If you are working with qvoronoi and want to make plots, one option would be simply to use the sweep2_delaunay_eps program. In that case, you will need to delete the header lines from the node and triangle input files that report the dimension, the number of nodes and the number of triangles.

Considerations for Creating a Finite Element Mesh

When creating a mesh for a finite element problem, probably the most fundamental feature is the modeling of the boundary (and possibly internal walls) of the region. If we are free to choose where the points go, then we probably need to ensure that a good number of points end up exactly on the boundary, with special care taken to place points at corners and along curved boundaries. If the boundary does not coincide with the convex hull of the points, then we need to constrain our Delaunay calculation so that it does not attempt to generate extraneous exterior triangles, or worse yet, triangles that are partly in and partly outside the region. We also need to be careful about interior walls, and about holes, which are more troublesome to handle.
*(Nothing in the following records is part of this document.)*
use crate::application::config::models::{Config, DisplayMode, SlotConfig};
use crate::common::error::{CountdownError, Result};
use std::collections::HashSet;
use std::path::Path;

/// Validate configuration for correctness and consistency
pub fn validate_config(config: &Config) -> Result<()> {
    validate_timing(config)?;
    validate_slots(&config.slots)?;

    if config.expired_message.is_empty() {
        return Err(CountdownError::ConfigError(
            "expired_message cannot be empty".to_string(),
        ));
    }

    validate_display(config)?;

    Ok(())
}

fn validate_timing(config: &Config) -> Result<()> {
    if config.tick_interval_ms == 0 {
        return Err(CountdownError::ConfigError(
            "tick_interval_ms must be greater than 0".to_string(),
        ));
    }

    if config.target_epoch_ms.is_none() && config.target_offset_millis().is_none() {
        return Err(CountdownError::ConfigError(format!(
            "Target offset of {} days + {} seconds is too large",
            config.target_offset_days, config.target_offset_secs
        )));
    }

    Ok(())
}

fn validate_slots(slots: &SlotConfig) -> Result<()> {
    let mut seen = HashSet::new();

    for name in slots.all() {
        if name.is_empty() {
            return Err(CountdownError::ConfigError(
                "Slot identifiers cannot be empty".to_string(),
            ));
        }

        // Identifiers end up as HTML id attributes
        if !name
            .chars()
            .all(|c| c.is_ascii_alphanumeric() || c == '-' || c == '_')
        {
            return Err(CountdownError::ConfigError(format!(
                "Slot identifier '{}' may only contain letters, digits, '-' and '_'",
                name
            )));
        }

        if !seen.insert(name) {
            return Err(CountdownError::ConfigError(format!(
                "Slot identifier '{}' is used more than once",
                name
            )));
        }
    }

    Ok(())
}

fn validate_display(config: &Config) -> Result<()> {
    if config.display != DisplayMode::Page {
        return Ok(());
    }

    match config.page_output {
        Some(ref output) if !output.is_empty() => {}
        _ => {
            return Err(CountdownError::ConfigError(
                "page_output is required when display = \"page\"".to_string(),
            ));
        }
    }

    if let Some(ref template) = config.page_template {
        if !Path::new(template).is_file() {
            return Err(CountdownError::ConfigError(format!(
                "page_template '{}' does not exist or is not a file",
                template
            )));
        }
    }

    Ok(())
}
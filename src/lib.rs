pub mod application;
pub mod common;
pub mod core;
pub const DEFAULT_TICK_INTERVAL_MS: u64 = 1000;
pub const DEFAULT_TARGET_OFFSET_DAYS: u64 = 6;
pub const DEFAULT_EXPIRED_MESSAGE: &str = "EXPIRED";

pub const MILLIS_PER_SECOND: i64 = 1000;
pub const SECONDS_PER_MINUTE: u64 = 60;
pub const SECONDS_PER_HOUR: u64 = 60 * SECONDS_PER_MINUTE;
pub const SECONDS_PER_DAY: u64 = 24 * SECONDS_PER_HOUR;

pub const DEFAULT_DAYS_SLOT: &str = "hari";
pub const DEFAULT_HOURS_SLOT: &str = "jam";
pub const DEFAULT_MINUTES_SLOT: &str = "menit";
pub const DEFAULT_SECONDS_SLOT: &str = "detik";
pub const DEFAULT_MESSAGE_SLOT: &str = "demo";

pub const MAX_POLL_EVENTS: usize = 16;
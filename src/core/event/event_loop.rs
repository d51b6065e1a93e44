// Single-threaded timer loop: timers are registered with the poller and
// delivered as readiness events
use crate::common::error::Result;
use crate::common::logger::Logger;
use crate::core::event::poller::Poller;
use crate::core::event::scheduler::{Scheduler, TimerId};
use std::collections::{BTreeMap, VecDeque};
use std::time::Duration;

pub struct EventLoop {
    poller: Poller,
    timers: BTreeMap<TimerId, Duration>,
    pending: VecDeque<TimerId>,
    fired: Vec<u64>,
    next_id: u64,
}

impl EventLoop {
    pub fn new() -> Result<Self> {
        Ok(Self {
            poller: Poller::new()?,
            timers: BTreeMap::new(),
            pending: VecDeque::new(),
            fired: Vec::new(),
            next_id: 1,
        })
    }

    pub fn poller(&self) -> &Poller {
        &self.poller
    }

    pub fn has_timers(&self) -> bool {
        !self.timers.is_empty()
    }

    pub fn is_scheduled(&self, id: TimerId) -> bool {
        self.timers.contains_key(&id)
    }

    /// Block until a timer fires and return its id. Returns `None` once every
    /// timer has been cancelled.
    pub fn next_fired(&mut self) -> Result<Option<TimerId>> {
        loop {
            // A timer cancelled by an earlier tick of the same batch is dropped here
            while let Some(id) = self.pending.pop_front() {
                if self.timers.contains_key(&id) {
                    return Ok(Some(id));
                }
            }

            if self.timers.is_empty() {
                return Ok(None);
            }

            self.fired.clear();
            self.poller.wait(&mut self.fired, -1)?;
            self.pending
                .extend(self.fired.iter().map(|&raw| TimerId(raw)));
        }
    }
}

impl Scheduler for EventLoop {
    fn schedule_repeating(&mut self, interval: Duration) -> Result<TimerId> {
        let id = TimerId(self.next_id);
        self.poller.add_timer(id.0, interval)?;
        self.next_id += 1;
        self.timers.insert(id, interval);
        Logger::debug(&format!("Scheduled {} every {:?}", id, interval));
        Ok(id)
    }

    fn cancel(&mut self, id: TimerId) {
        if self.timers.remove(&id).is_none() {
            return;
        }
        if let Err(e) = self.poller.remove_timer(id.0) {
            Logger::warn(&format!("Failed to disarm {}: {}", id, e));
        }
        Logger::debug(&format!("Cancelled {}", id));
    }
}

#[cfg(test)]
mod tests {
    use super::*;
    use std::time::Instant;

    #[test]
    fn test_empty_loop_returns_none() {
        let mut event_loop = EventLoop::new().unwrap();
        assert!(!event_loop.has_timers());
        assert_eq!(event_loop.next_fired().unwrap(), None);
    }

    #[test]
    fn test_zero_interval_rejected() {
        let mut event_loop = EventLoop::new().unwrap();
        assert!(event_loop.schedule_repeating(Duration::ZERO).is_err());
        assert!(!event_loop.has_timers());
    }

    #[test]
    fn test_timer_fires_after_interval() {
        let mut event_loop = EventLoop::new().unwrap();
        let start = Instant::now();
        let id = event_loop
            .schedule_repeating(Duration::from_millis(10))
            .unwrap();

        assert_eq!(event_loop.next_fired().unwrap(), Some(id));
        assert!(start.elapsed() >= Duration::from_millis(9));
        assert!(event_loop.is_scheduled(id));

        // Repeating: fires again without re-scheduling
        assert_eq!(event_loop.next_fired().unwrap(), Some(id));
    }

    #[test]
    fn test_cancelled_timer_never_fires() {
        let mut event_loop = EventLoop::new().unwrap();
        let id = event_loop
            .schedule_repeating(Duration::from_millis(5))
            .unwrap();
        event_loop.cancel(id);
        event_loop.cancel(id);
        assert_eq!(event_loop.next_fired().unwrap(), None);
    }

    #[test]
    fn test_faster_timer_fires_first() {
        let mut event_loop = EventLoop::new().unwrap();
        let slow = event_loop
            .schedule_repeating(Duration::from_millis(500))
            .unwrap();
        let fast = event_loop
            .schedule_repeating(Duration::from_millis(5))
            .unwrap();
        assert_ne!(slow, fast);

        assert_eq!(event_loop.next_fired().unwrap(), Some(fast));
        event_loop.cancel(fast);
        event_loop.cancel(slow);
        assert_eq!(event_loop.next_fired().unwrap(), None);
    }
}
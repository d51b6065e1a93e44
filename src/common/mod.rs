pub mod constants;
pub mod error;
pub mod logger;
pub mod time;

pub use error::{CountdownError, Result};
pub use logger::Logger;
pub use time::{Clock, SystemClock};
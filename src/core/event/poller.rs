// Timer readiness on the platform queue: timerfd + epoll on Linux, EVFILT_TIMER on macOS
use crate::common::constants::MAX_POLL_EVENTS;
use crate::common::error::{CountdownError, Result};
use std::io;
use std::os::unix::io::RawFd;
use std::time::Duration;

#[cfg(target_os = "macos")]
use libc::{c_int, kevent, kqueue, EVFILT_TIMER, EV_ADD, EV_DELETE, EV_ENABLE};

#[cfg(target_os = "linux")]
use libc::{
    c_int, epoll_create1, epoll_ctl, epoll_event, epoll_wait, itimerspec, timerfd_create,
    timerfd_settime, timespec, CLOCK_MONOTONIC, EPOLLIN, EPOLL_CLOEXEC, EPOLL_CTL_ADD,
    EPOLL_CTL_DEL, TFD_CLOEXEC, TFD_NONBLOCK,
};
#[cfg(target_os = "linux")]
use std::collections::HashMap;

pub struct Poller {
    #[cfg(target_os = "macos")]
    kq: RawFd,

    #[cfg(target_os = "linux")]
    epfd: RawFd,

    // timer id -> timerfd
    #[cfg(target_os = "linux")]
    timer_fds: HashMap<u64, RawFd>,
}

impl Poller {
    pub fn new() -> Result<Self> {
        unsafe {
            #[cfg(target_os = "macos")]
            {
                let kq = kqueue();
                if kq < 0 {
                    return Err(CountdownError::SchedulerError(format!(
                        "Failed to create kqueue: {}",
                        io::Error::last_os_error()
                    )));
                }
                Ok(Self { kq })
            }

            #[cfg(target_os = "linux")]
            {
                let epfd = epoll_create1(EPOLL_CLOEXEC);
                if epfd < 0 {
                    return Err(CountdownError::SchedulerError(format!(
                        "Failed to create epoll instance: {}",
                        io::Error::last_os_error()
                    )));
                }
                Ok(Self {
                    epfd,
                    timer_fds: HashMap::new(),
                })
            }

            #[cfg(not(any(target_os = "macos", target_os = "linux")))]
            {
                Err(CountdownError::SchedulerError(
                    "Unsupported platform".to_string(),
                ))
            }
        }
    }

    /// Arm a periodic timer that becomes readable every `interval`. `id` is
    /// reported by [`Poller::wait`] each time it fires.
    pub fn add_timer(&mut self, id: u64, interval: Duration) -> Result<()> {
        if interval.is_zero() {
            return Err(CountdownError::SchedulerError(
                "Timer interval must be greater than 0".to_string(),
            ));
        }

        #[cfg(target_os = "macos")]
        {
            // EVFILT_TIMER counts in milliseconds by default
            let millis = interval.as_millis().clamp(1, isize::MAX as u128) as isize;
            let kev = libc::kevent {
                ident: id as usize,
                filter: EVFILT_TIMER,
                flags: EV_ADD | EV_ENABLE,
                fflags: 0,
                data: millis,
                udata: std::ptr::null_mut(),
            };
            self.change(&kev, "register timer")
        }

        #[cfg(target_os = "linux")]
        {
            unsafe {
                let fd = timerfd_create(CLOCK_MONOTONIC, TFD_CLOEXEC | TFD_NONBLOCK);
                if fd < 0 {
                    return Err(CountdownError::SchedulerError(format!(
                        "Failed to create timerfd: {}",
                        io::Error::last_os_error()
                    )));
                }

                let period = timespec {
                    tv_sec: interval.as_secs() as libc::time_t,
                    tv_nsec: interval.subsec_nanos() as libc::c_long,
                };
                let spec = itimerspec {
                    it_interval: period,
                    it_value: period,
                };
                if timerfd_settime(fd, 0, &spec, std::ptr::null_mut()) < 0 {
                    let err = io::Error::last_os_error();
                    libc::close(fd);
                    return Err(CountdownError::SchedulerError(format!(
                        "Failed to arm timerfd: {}",
                        err
                    )));
                }

                let mut ev: epoll_event = std::mem::zeroed();
                ev.events = EPOLLIN as u32;
                ev.u64 = id;
                if epoll_ctl(self.epfd, EPOLL_CTL_ADD, fd, &mut ev) < 0 {
                    let err = io::Error::last_os_error();
                    libc::close(fd);
                    return Err(CountdownError::SchedulerError(format!(
                        "Failed to register timer {}: {}",
                        id, err
                    )));
                }

                if let Some(old) = self.timer_fds.insert(id, fd) {
                    Self::close_timer_fd(self.epfd, old);
                }
            }
            Ok(())
        }

        #[cfg(not(any(target_os = "macos", target_os = "linux")))]
        {
            let _ = id;
            Err(CountdownError::SchedulerError(
                "Unsupported platform".to_string(),
            ))
        }
    }

    /// Disarm a timer. Unknown ids are ignored.
    pub fn remove_timer(&mut self, id: u64) -> Result<()> {
        #[cfg(target_os = "macos")]
        {
            let kev = libc::kevent {
                ident: id as usize,
                filter: EVFILT_TIMER,
                flags: EV_DELETE,
                fflags: 0,
                data: 0,
                udata: std::ptr::null_mut(),
            };
            // ENOENT for an unknown id is fine
            let _ = self.change(&kev, "remove timer");
            Ok(())
        }

        #[cfg(target_os = "linux")]
        {
            if let Some(fd) = self.timer_fds.remove(&id) {
                Self::close_timer_fd(self.epfd, fd);
            }
            Ok(())
        }

        #[cfg(not(any(target_os = "macos", target_os = "linux")))]
        {
            let _ = id;
            Ok(())
        }
    }

    /// Block until at least one timer fires or `timeout_ms` passes (negative
    /// waits forever). Ids of fired timers are appended to `fired`; the return
    /// value is their count, 0 on timeout or when a signal interrupted the wait.
    pub fn wait(&mut self, fired: &mut Vec<u64>, timeout_ms: i32) -> Result<usize> {
        #[cfg(target_os = "macos")]
        {
            unsafe {
                let timeout = libc::timespec {
                    tv_sec: (timeout_ms.max(0) / 1000) as libc::time_t,
                    tv_nsec: ((timeout_ms.max(0) % 1000) * 1_000_000) as libc::c_long,
                };
                let timeout_ptr = if timeout_ms >= 0 {
                    &timeout as *const libc::timespec
                } else {
                    std::ptr::null()
                };
                let mut events: [libc::kevent; MAX_POLL_EVENTS] = std::mem::zeroed();

                let n = kevent(
                    self.kq,
                    std::ptr::null(),
                    0,
                    events.as_mut_ptr(),
                    events.len() as c_int,
                    timeout_ptr,
                );
                let n = Self::check_wait(n)?;
                for ev in &events[..n] {
                    if ev.filter == EVFILT_TIMER {
                        fired.push(ev.ident as u64);
                    }
                }
                Ok(n)
            }
        }

        #[cfg(target_os = "linux")]
        {
            unsafe {
                let mut events = [epoll_event { events: 0, u64: 0 }; MAX_POLL_EVENTS];
                let timeout = if timeout_ms >= 0 { timeout_ms } else { -1 };
                let n = epoll_wait(
                    self.epfd,
                    events.as_mut_ptr(),
                    events.len() as c_int,
                    timeout,
                );
                let n = Self::check_wait(n)?;

                for ev in &events[..n] {
                    let id = ev.u64;
                    if let Some(&fd) = self.timer_fds.get(&id) {
                        // Drain the expiration count so the fd is no longer readable;
                        // several missed expirations collapse into one tick
                        let mut expirations: u64 = 0;
                        libc::read(
                            fd,
                            &mut expirations as *mut u64 as *mut libc::c_void,
                            std::mem::size_of::<u64>(),
                        );
                        fired.push(id);
                    }
                }
                Ok(n)
            }
        }

        #[cfg(not(any(target_os = "macos", target_os = "linux")))]
        {
            let _ = (fired, timeout_ms);
            Err(CountdownError::SchedulerError(
                "Unsupported platform".to_string(),
            ))
        }
    }

    #[cfg(target_os = "macos")]
    fn change(&self, kev: &libc::kevent, what: &str) -> Result<()> {
        unsafe {
            if kevent(
                self.kq,
                kev as *const libc::kevent,
                1,
                std::ptr::null_mut(),
                0,
                std::ptr::null(),
            ) < 0
            {
                return Err(CountdownError::SchedulerError(format!(
                    "Failed to {} {}: {}",
                    what,
                    kev.ident,
                    io::Error::last_os_error()
                )));
            }
        }
        Ok(())
    }

    #[cfg(target_os = "linux")]
    fn close_timer_fd(epfd: RawFd, fd: RawFd) {
        unsafe {
            let _ = epoll_ctl(epfd, EPOLL_CTL_DEL, fd, std::ptr::null_mut());
            libc::close(fd);
        }
    }

    #[cfg(any(target_os = "macos", target_os = "linux"))]
    fn check_wait(n: c_int) -> Result<usize> {
        if n < 0 {
            let err = io::Error::last_os_error();
            if err.kind() == io::ErrorKind::Interrupted {
                return Ok(0);
            }
            return Err(CountdownError::SchedulerError(format!(
                "Failed to wait for events: {}",
                err
            )));
        }
        Ok(n as usize)
    }

    pub fn as_raw_fd(&self) -> RawFd {
        #[cfg(target_os = "macos")]
        {
            self.kq
        }

        #[cfg(target_os = "linux")]
        {
            self.epfd
        }

        #[cfg(not(any(target_os = "macos", target_os = "linux")))]
        {
            -1
        }
    }
}

impl Drop for Poller {
    fn drop(&mut self) {
        #[cfg(target_os = "linux")]
        {
            for (_, fd) in self.timer_fds.drain() {
                Self::close_timer_fd(self.epfd, fd);
            }
        }

        #[cfg(any(target_os = "macos", target_os = "linux"))]
        {
            unsafe {
                libc::close(self.as_raw_fd());
            }
        }
    }
}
The Area of a Triangle in 2D

In the unconstrained case, and in the case where we specify the boundary, but that boundary is formed of straight line segments, and we have been careful to place a node at every vertex of this boundary, then our triangulation procedure will decompose the region into triangles. (This would not be true, for instance, if we did not have a point at every vertex, or our region had curved boundaries!)

In a finite element calculation, these triangles will play the role of elements. It is often necessary to compute the area of such an element, in order to approximate integrals of functions over the triangle. In more interesting cases, the elements may actually be more general polygons.

Whether the element is a triangle or polygon, the area of a polygon P with N vertices is easy to compute. We assume we are given the coordinates of the vertices and that the polygon is not degenerate (in particular, that the polygon is not folded over on itself.)

The simplest approach is to triangulate the polygon and add up the areas; if we aren't particular, we can choose vertex N as the base, and then consider the N-2 triangles formed by the base vertex plus consecutive pairs of vertices from (1,2) through (N-2,N-1):

        Area ( P ) = sum ( T in P ) area ( T )
where the area of a triangle is easily computed:
        Area ( T ) = 1/2 * ( x1 * ( y2 - y3 ) 
                           + x2 * ( y3 - y1 ) 
                           + x3 * ( y1 - y2 ) )
(In the formula for the triangle, the indices 1, 2, and 3 simply indicate the three vertices of the triangle, and don't refer to the original numbering of the vertices of the polygon.)

A second formula for polygonal area is simply

        Area ( P ) = 1/2 * sum ( 1 <= i <= N ) x(i) * ( y(i+1) - y(i-1) )
where we "wrap around" the indices when they exceed the legal range.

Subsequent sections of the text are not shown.